Global: IMF flags rising risk of stagflation. With Brent crude prices holding mostly below USD100/bbl over the past week, markets are now pricing in a diplomatic resolution between the US and Iran amid reports of ongoing talks. Despite the failure of the first round of talks in Islamabad, President Trump announced a drastic policy shift by ordering US Navy to begin blockading the Strait of Hormuz, interdicting vessels in international waters that have paid a toll to Iran for safe passage in the Strait. This move has strengthened the resolve of EU nations and China to push for a diplomatic solution. Concurrently, markets are now signalling that a resumption of talks is the better path for US policymakers to pursue.
The International Monetary Fund’s (IMF) latest World Economic Outlook, released on 14 Apr, flagged rising global stagflation risks from energy shocks and framed the outlook through growth and inflation scenarios. In the ‘reference’ case of a short-lived conflict, the global growth forecast has been revised down to 3.1% y/y in 2026 from a pre-conflict estimate of 3.4%, while the headline inflation forecast was raised to 4.4% from 3.9%. The IMF Chief Economist cautioned that an ‘adverse’ case is increasingly plausible: a larger and more persistent oil-price spike (leading to average oil prices of USD100/bbl in 2026; USD75/bbl in 2027) would drag 2026 growth down to 2.5% and lift inflation to 5.4%. In a ‘severe’ scenario with greater damage on regional energy infrastructure (USD110/bbl in 2026; USD125/bbl in 2027), growth in 2026–27 could fall to c.2.0%, with inflation rising to c.6.0%.
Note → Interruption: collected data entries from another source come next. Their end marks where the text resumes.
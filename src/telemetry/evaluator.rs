//! 警告評価システム
//!
//! スナップショットと閾値から警告フラグを導出する。状態を持たず、
//! 新しいスナップショットごとに再実行される。

use crate::telemetry::metrics::{MetricKind, MetricsSnapshot};
use crate::telemetry::thresholds::ThresholdSet;
use serde::{Deserialize, Serialize};
use std::collections::HashMap;

/// 既定の複合ポリシーが評価するメトリクス
const COMPOSITE_METRICS: [MetricKind; 4] = [
    MetricKind::Oxygen,
    MetricKind::Shield,
    MetricKind::Fuel,
    MetricKind::Radiation,
];

/// 簡易パネルが評価するメトリクス
pub const SIMPLE_PANEL_METRICS: [MetricKind; 5] = [
    MetricKind::Speed,
    MetricKind::Fuel,
    MetricKind::Temperature,
    MetricKind::Shield,
    MetricKind::Oxygen,
];

/// 警告評価の結果
#[derive(Debug, Clone, PartialEq, Serialize, Deserialize)]
pub struct WarningReport {
    /// いずれかのメトリクスが警告状態か
    pub any_warning: bool,
    /// メトリクスごとの警告フラグ
    pub per_field: HashMap<MetricKind, bool>,
}

impl WarningReport {
    /// 警告なしの空レポートを作成
    pub fn clear() -> Self {
        Self {
            any_warning: false,
            per_field: HashMap::new(),
        }
    }

    /// 指定メトリクスが警告状態か
    pub fn is_warning(&self, kind: MetricKind) -> bool {
        self.per_field.get(&kind).copied().unwrap_or(false)
    }

    /// 前回レポートと比較して、新たに警告状態になったメトリクスを返す
    ///
    /// トーストは立ち上がりエッジでのみ発行するため、継続中の警告は含まない。
    pub fn newly_raised(&self, previous: Option<&WarningReport>) -> Vec<MetricKind> {
        let mut raised: Vec<MetricKind> = self
            .per_field
            .iter()
            .filter(|&(&kind, &flag)| {
                flag && !previous.map(|p| p.is_warning(kind)).unwrap_or(false)
            })
            .map(|(&kind, _)| kind)
            .collect();
        // HashMap順序に依存しないよう名前で安定化
        raised.sort_by_key(|k| k.name());
        raised
    }
}

/// 既定の複合ポリシーで警告を評価
///
/// 酸素・シールド・燃料は閾値を下回ったら警告、放射線は上回ったら警告。
/// `any_warning` はこの4フィールドの論理和。純粋関数で、失敗しない。
pub fn evaluate(snapshot: &MetricsSnapshot, thresholds: &ThresholdSet) -> WarningReport {
    let mut per_field = HashMap::with_capacity(COMPOSITE_METRICS.len());
    per_field.insert(MetricKind::Oxygen, snapshot.oxygen < thresholds.oxygen);
    per_field.insert(MetricKind::Shield, snapshot.shield < thresholds.shield);
    per_field.insert(MetricKind::Fuel, snapshot.fuel < thresholds.fuel);
    per_field.insert(
        MetricKind::Radiation,
        snapshot.radiation as f64 > thresholds.radiation,
    );

    WarningReport {
        any_warning: per_field.values().any(|&flag| flag),
        per_field,
    }
}

/// メトリクス別コンパレータによる警告評価（簡易パネル向け）
///
/// 既定のコンパレータは提供しない。方向を持たない比較（値≠閾値）は
/// ほぼ常に警告になってしまうため、呼び出し側が方向付きの述語を
/// 明示的に指定する。[`thresholds::below`] / [`thresholds::above`] を
/// 組み合わせて使う。
///
/// [`thresholds::below`]: crate::telemetry::thresholds::below
/// [`thresholds::above`]: crate::telemetry::thresholds::above
pub struct ComparatorEvaluator<F>
where
    F: Fn(MetricKind, f64, f64) -> bool,
{
    comparator: F,
    metrics: Vec<MetricKind>,
}

impl<F> ComparatorEvaluator<F>
where
    F: Fn(MetricKind, f64, f64) -> bool,
{
    /// 簡易パネルのメトリクス集合を対象にした評価器を作成
    pub fn new(comparator: F) -> Self {
        Self {
            comparator,
            metrics: SIMPLE_PANEL_METRICS.to_vec(),
        }
    }

    /// 対象メトリクスを指定して評価器を作成
    pub fn with_metrics(comparator: F, metrics: Vec<MetricKind>) -> Self {
        Self {
            comparator,
            metrics,
        }
    }

    /// スナップショットを評価
    ///
    /// 閾値を持たないメトリクスはスキップされる。
    pub fn evaluate(&self, snapshot: &MetricsSnapshot, thresholds: &ThresholdSet) -> WarningReport {
        let mut per_field = HashMap::with_capacity(self.metrics.len());

        for &kind in &self.metrics {
            let Some(threshold) = thresholds.get(kind) else {
                continue;
            };
            let flag = (self.comparator)(kind, snapshot.value(kind), threshold);
            per_field.insert(kind, flag);
        }

        WarningReport {
            any_warning: per_field.values().any(|&flag| flag),
            per_field,
        }
    }
}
Meanwhile, China’s cost-push inflation concerns appear somewhat overstated. March CPI and PPI prints remain relatively contained compared with those of other major economies. A diversified energy mix helps cushion cost pressures, with renewables and nuclear accounting for a larger share of energy consumption than oil.This relative resilience in energy supply should help support export performance. March’s weak trade data should be interpreted with caution, as base effects are distorting the signal. A late Lunar New Year in 2026 delayed the resumption of factory activity into March, while Mar 2025 exports were exceptionally strong due to front-loading ahead of the US ‘Liberation Day’ in April that year. High-frequency indicators such as port throughput (excluding oil and gas carriers) have remained broadly stable at around 60mn tonnes per day into April, suggesting that underlying trade momentum has not materially deteriorated.